> [What the task requires]: Every line below should be given again without alteration.

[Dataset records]
^^^^^^^^

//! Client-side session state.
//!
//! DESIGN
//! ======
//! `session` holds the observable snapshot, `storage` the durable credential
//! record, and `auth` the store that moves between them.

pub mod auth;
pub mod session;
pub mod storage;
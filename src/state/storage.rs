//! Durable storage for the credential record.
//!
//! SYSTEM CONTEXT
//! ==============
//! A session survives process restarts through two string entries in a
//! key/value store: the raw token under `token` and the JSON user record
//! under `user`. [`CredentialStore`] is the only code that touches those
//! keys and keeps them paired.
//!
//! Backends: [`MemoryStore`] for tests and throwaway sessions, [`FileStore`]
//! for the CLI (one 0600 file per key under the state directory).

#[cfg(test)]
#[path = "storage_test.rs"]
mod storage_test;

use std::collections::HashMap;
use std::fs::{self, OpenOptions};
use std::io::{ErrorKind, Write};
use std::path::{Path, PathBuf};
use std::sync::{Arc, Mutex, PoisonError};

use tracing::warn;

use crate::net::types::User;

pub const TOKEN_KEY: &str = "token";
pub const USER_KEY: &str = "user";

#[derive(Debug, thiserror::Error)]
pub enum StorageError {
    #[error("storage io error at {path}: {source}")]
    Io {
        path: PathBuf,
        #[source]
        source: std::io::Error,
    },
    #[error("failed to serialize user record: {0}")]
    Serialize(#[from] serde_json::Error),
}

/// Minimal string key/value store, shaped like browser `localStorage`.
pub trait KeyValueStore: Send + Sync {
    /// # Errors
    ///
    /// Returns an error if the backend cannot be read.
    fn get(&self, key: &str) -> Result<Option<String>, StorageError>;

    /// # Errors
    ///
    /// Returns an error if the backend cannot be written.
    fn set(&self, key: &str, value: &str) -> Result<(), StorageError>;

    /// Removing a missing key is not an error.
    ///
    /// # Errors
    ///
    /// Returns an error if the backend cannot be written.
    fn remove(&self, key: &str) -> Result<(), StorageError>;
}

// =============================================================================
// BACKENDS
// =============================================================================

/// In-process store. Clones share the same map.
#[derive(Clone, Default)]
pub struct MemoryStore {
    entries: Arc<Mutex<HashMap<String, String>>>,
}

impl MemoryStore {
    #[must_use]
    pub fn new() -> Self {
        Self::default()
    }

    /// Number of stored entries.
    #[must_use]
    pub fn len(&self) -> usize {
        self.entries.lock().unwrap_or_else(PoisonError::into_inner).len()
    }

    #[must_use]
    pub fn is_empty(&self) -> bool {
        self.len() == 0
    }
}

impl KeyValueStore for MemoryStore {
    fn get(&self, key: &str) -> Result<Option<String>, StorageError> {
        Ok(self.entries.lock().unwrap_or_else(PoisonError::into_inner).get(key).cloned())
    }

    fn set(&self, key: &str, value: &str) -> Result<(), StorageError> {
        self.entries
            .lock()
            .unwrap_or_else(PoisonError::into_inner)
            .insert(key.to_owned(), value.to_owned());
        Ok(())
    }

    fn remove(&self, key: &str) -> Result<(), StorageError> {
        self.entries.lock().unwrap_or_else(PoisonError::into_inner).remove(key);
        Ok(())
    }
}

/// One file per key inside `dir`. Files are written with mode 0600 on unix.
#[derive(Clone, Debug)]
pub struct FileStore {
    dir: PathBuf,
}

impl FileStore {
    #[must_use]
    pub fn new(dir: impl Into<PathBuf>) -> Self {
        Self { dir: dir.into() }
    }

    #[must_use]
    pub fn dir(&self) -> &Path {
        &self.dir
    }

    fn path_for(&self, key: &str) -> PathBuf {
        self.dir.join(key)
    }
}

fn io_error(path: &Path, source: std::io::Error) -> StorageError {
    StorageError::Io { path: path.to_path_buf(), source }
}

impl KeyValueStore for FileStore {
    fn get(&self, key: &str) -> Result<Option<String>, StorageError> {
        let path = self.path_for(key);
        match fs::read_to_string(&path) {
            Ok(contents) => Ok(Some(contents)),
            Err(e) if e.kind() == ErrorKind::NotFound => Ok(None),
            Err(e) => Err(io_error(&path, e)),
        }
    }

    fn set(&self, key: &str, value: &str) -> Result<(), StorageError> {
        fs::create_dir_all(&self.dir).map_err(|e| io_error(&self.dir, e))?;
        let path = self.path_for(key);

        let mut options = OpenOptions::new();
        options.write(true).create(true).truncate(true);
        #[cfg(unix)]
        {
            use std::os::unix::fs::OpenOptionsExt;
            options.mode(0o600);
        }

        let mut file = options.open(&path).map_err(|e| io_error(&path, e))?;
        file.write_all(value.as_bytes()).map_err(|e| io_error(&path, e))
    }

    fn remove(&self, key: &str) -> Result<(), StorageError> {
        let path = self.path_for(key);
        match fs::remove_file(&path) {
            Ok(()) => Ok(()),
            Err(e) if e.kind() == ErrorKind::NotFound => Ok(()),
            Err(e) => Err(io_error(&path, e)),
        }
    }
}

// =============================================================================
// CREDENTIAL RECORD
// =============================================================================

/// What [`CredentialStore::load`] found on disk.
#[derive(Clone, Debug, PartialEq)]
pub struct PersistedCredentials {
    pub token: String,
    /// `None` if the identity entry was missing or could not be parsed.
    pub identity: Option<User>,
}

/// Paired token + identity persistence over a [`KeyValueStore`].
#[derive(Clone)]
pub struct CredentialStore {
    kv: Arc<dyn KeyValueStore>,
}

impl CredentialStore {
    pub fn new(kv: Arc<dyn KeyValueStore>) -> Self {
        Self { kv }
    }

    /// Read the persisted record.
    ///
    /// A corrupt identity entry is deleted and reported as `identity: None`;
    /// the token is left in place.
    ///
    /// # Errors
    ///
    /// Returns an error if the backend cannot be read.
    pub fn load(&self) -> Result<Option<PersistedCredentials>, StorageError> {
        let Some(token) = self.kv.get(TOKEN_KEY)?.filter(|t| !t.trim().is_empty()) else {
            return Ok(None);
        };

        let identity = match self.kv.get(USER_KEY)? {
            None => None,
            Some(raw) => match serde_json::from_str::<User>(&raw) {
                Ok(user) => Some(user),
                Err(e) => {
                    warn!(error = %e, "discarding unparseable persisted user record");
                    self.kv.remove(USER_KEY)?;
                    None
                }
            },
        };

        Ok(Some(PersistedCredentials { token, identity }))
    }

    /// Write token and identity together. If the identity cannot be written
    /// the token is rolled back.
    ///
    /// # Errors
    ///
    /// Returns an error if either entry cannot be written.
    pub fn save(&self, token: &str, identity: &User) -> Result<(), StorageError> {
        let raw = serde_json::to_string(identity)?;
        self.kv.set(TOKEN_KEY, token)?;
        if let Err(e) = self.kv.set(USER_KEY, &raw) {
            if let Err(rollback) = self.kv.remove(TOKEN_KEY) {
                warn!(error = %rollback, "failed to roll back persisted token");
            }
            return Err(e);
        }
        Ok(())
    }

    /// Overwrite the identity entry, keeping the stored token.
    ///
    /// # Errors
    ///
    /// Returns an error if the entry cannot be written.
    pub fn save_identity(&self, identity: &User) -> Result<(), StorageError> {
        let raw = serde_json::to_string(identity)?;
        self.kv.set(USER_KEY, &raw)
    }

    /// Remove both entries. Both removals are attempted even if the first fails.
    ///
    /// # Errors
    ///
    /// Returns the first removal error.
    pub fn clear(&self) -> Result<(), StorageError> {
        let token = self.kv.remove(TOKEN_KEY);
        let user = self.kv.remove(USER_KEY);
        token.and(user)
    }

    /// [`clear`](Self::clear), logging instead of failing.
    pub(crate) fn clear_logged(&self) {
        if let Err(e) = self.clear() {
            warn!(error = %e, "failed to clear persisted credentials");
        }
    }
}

^^^^^^^^

> [Result for this exercise]:
//! Client-side session state.
//!
//! DESIGN
//! ======
//! `session` holds the observable snapshot, `storage` the durable credential
//! record, and `auth` the store that moves between them.

pub mod auth;
pub mod session;
pub mod storage;
filename src/state/storage.rs
//! Durable storage for the credential record.
//!
//! SYSTEM CONTEXT
//! ==============
//! A session survives process restarts through two string entries in a
//! key/value store: the raw token under `token` and the JSON user record
//! under `user`. [`CredentialStore`] is the only code that touches those
//! keys and keeps them paired.
//!
//! Backends: [`MemoryStore`] for tests and throwaway sessions, [`FileStore`]
//! for the CLI (one 0600 file per key under the state directory).

#[cfg(test)]
#[path = "storage_test.rs"]
mod storage_test;

use std::collections::HashMap;
use std::fs::{self, OpenOptions};
use std::io::{ErrorKind, Write};
use std::path::{Path, PathBuf};
use std::sync::{Arc, Mutex, PoisonError};

use tracing::warn;

use crate::net::types::User;

pub const TOKEN_KEY: &str = "token";
pub const USER_KEY: &str = "user";

#[derive(Debug, thiserror::Error)]
pub enum StorageError {
    #[error("storage io error at {path}: {source}")]
    Io {
        path: PathBuf,
        #[source]
        source: std::io::Error,
    },
    #[error("failed to serialize user record: {0}")]
    Serialize(#[from] serde_json::Error),
}

/// Minimal string key/value store, shaped like browser `localStorage`.
pub trait KeyValueStore: Send + Sync {
    /// # Errors
    ///
    /// Returns an error if the backend cannot be read.
    fn get(&self, key: &str) -> Result<Option<String>, StorageError>;

    /// # Errors
    ///
    /// Returns an error if the backend cannot be written.
    fn set(&self, key: &str, value: &str) -> Result<(), StorageError>;

    /// Removing a missing key is not an error.
    ///
    /// # Errors
    ///
    /// Returns an error if the backend cannot be written.
    fn remove(&self, key: &str) -> Result<(), StorageError>;
}

// =============================================================================
// BACKENDS
// =============================================================================

/// In-process store. Clones share the same map.
#[derive(Clone, Default)]
pub struct MemoryStore {
    entries: Arc<Mutex<HashMap<String, String>>>,
}

impl MemoryStore {
    #[must_use]
    pub fn new() -> Self {
        Self::default()
    }

    /// Number of stored entries.
    #[must_use]
    pub fn len(&self) -> usize {
        self.entries.lock().unwrap_or_else(PoisonError::into_inner).len()
    }

    #[must_use]
    pub fn is_empty(&self) -> bool {
        self.len() == 0
    }
}

impl KeyValueStore for MemoryStore {
    fn get(&self, key: &str) -> Result<Option<String>, StorageError> {
        Ok(self.entries.lock().unwrap_or_else(PoisonError::into_inner).get(key).cloned())
    }

    fn set(&self, key: &str, value: &str) -> Result<(), StorageError> {
        self.entries
            .lock()
            .unwrap_or_else(PoisonError::into_inner)
            .insert(key.to_owned(), value.to_owned());
        Ok(())
    }

    fn remove(&self, key: &str) -> Result<(), StorageError> {
        self.entries.lock().unwrap_or_else(PoisonError::into_inner).remove(key);
        Ok(())
    }
}

/// One file per key inside `dir`. Files are written with mode 0600 on unix.
#[derive(Clone, Debug)]
pub struct FileStore {
    dir: PathBuf,
}

impl FileStore {
    #[must_use]
    pub fn new(dir: impl Into<PathBuf>) -> Self {
        Self { dir: dir.into() }
    }

    #[must_use]
    pub fn dir(&self) -> &Path {
        &self.dir
    }

    fn path_for(&self, key: &str) -> PathBuf {
        self.dir.join(key)
    }
}

fn io_error(path: &Path, source: std::io::Error) -> StorageError {
    StorageError::Io { path: path.to_path_buf(), source }
}

impl KeyValueStore for FileStore {
    fn get(&self, key: &str) -> Result<Option<String>, StorageError> {
        let path = self.path_for(key);
        match fs::read_to_string(&path) {
            Ok(contents) => Ok(Some(contents)),
            Err(e) if e.kind() == ErrorKind::NotFound => Ok(None),
            Err(e) => Err(io_error(&path, e)),
        }
    }

    fn set(&self, key: &str, value: &str) -> Result<(), StorageError> {
        fs::create_dir_all(&self.dir).map_err(|e| io_error(&self.dir, e))?;
        let path = self.path_for(key);

        let mut options = OpenOptions::new();
        options.write(true).create(true).truncate(true);
        #[cfg(unix)]
        {
            use std::os::unix::fs::OpenOptionsExt;
            options.mode(0o600);
        }

        let mut file = options.open(&path).map_err(|e| io_error(&path, e))?;
        file.write_all(value.as_bytes()).map_err(|e| io_error(&path, e))
    }

    fn remove(&self, key: &str) -> Result<(), StorageError> {
        let path = self.path_for(key);
        match fs::remove_file(&path) {
            Ok(()) => Ok(()),
            Err(e) if e.kind() == ErrorKind::NotFound => Ok(()),
            Err(e) => Err(io_error(&path, e)),
        }
    }
}

// =============================================================================
// CREDENTIAL RECORD
// =============================================================================

/// What [`CredentialStore::load`] found on disk.
#[derive(Clone, Debug, PartialEq)]
pub struct PersistedCredentials {
    pub token: String,
    /// `None` if the identity entry was missing or could not be parsed.
    pub identity: Option<User>,
}

/// Paired token + identity persistence over a [`KeyValueStore`].
#[derive(Clone)]
pub struct CredentialStore {
    kv: Arc<dyn KeyValueStore>,
}

impl CredentialStore {
    pub fn new(kv: Arc<dyn KeyValueStore>) -> Self {
        Self { kv }
    }

    /// Read the persisted record.
    ///
    /// A corrupt identity entry is deleted and reported as `identity: None`;
    /// the token is left in place.
    ///
    /// # Errors
    ///
    /// Returns an error if the backend cannot be read.
    pub fn load(&self) -> Result<Option<PersistedCredentials>, StorageError> {
        let Some(token) = self.kv.get(TOKEN_KEY)?.filter(|t| !t.trim().is_empty()) else {
            return Ok(None);
        };

        let identity = match self.kv.get(USER_KEY)? {
            None => None,
            Some(raw) => match serde_json::from_str::<User>(&raw) {
                Ok(user) => Some(user),
                Err(e) => {
                    warn!(error = %e, "discarding unparseable persisted user record");
                    self.kv.remove(USER_KEY)?;
                    None
                }
            },
        };

        Ok(Some(PersistedCredentials { token, identity }))
    }

    /// Write token and identity together. If the identity cannot be written
    /// the token is rolled back.
    ///
    /// # Errors
    ///
    /// Returns an error if either entry cannot be written.
    pub fn save(&self, token: &str, identity: &User) -> Result<(), StorageError> {
        let raw = serde_json::to_string(identity)?;
        self.kv.set(TOKEN_KEY, token)?;
        if let Err(e) = self.kv.set(USER_KEY, &raw) {
            if let Err(rollback) = self.kv.remove(TOKEN_KEY) {
                warn!(error = %rollback, "failed to roll back persisted token");
            }
            return Err(e);
        }
        Ok(())
    }

    /// Overwrite the identity entry, keeping the stored token.
    ///
    /// # Errors
    ///
    /// Returns an error if the entry cannot be written.
    pub fn save_identity(&self, identity: &User) -> Result<(), StorageError> {
        let raw = serde_json::to_string(identity)?;
        self.kv.set(USER_KEY, &raw)
    }

    /// Remove both entries. Both removals are attempted even if the first fails.
    ///
    /// # Errors
    ///
    /// Returns the first removal error.
    pub fn clear(&self) -> Result<(), StorageError> {
        let token = self.kv.remove(TOKEN_KEY);
        let user = self.kv.remove(USER_KEY);
        token.and(user)
    }

    /// [`clear`](Self::clear), logging instead of failing.
    pub(crate) fn clear_logged(&self) {
        if let Err(e) = self.clear() {
            warn!(error = %e, "failed to clear persisted credentials");
        }
    }
}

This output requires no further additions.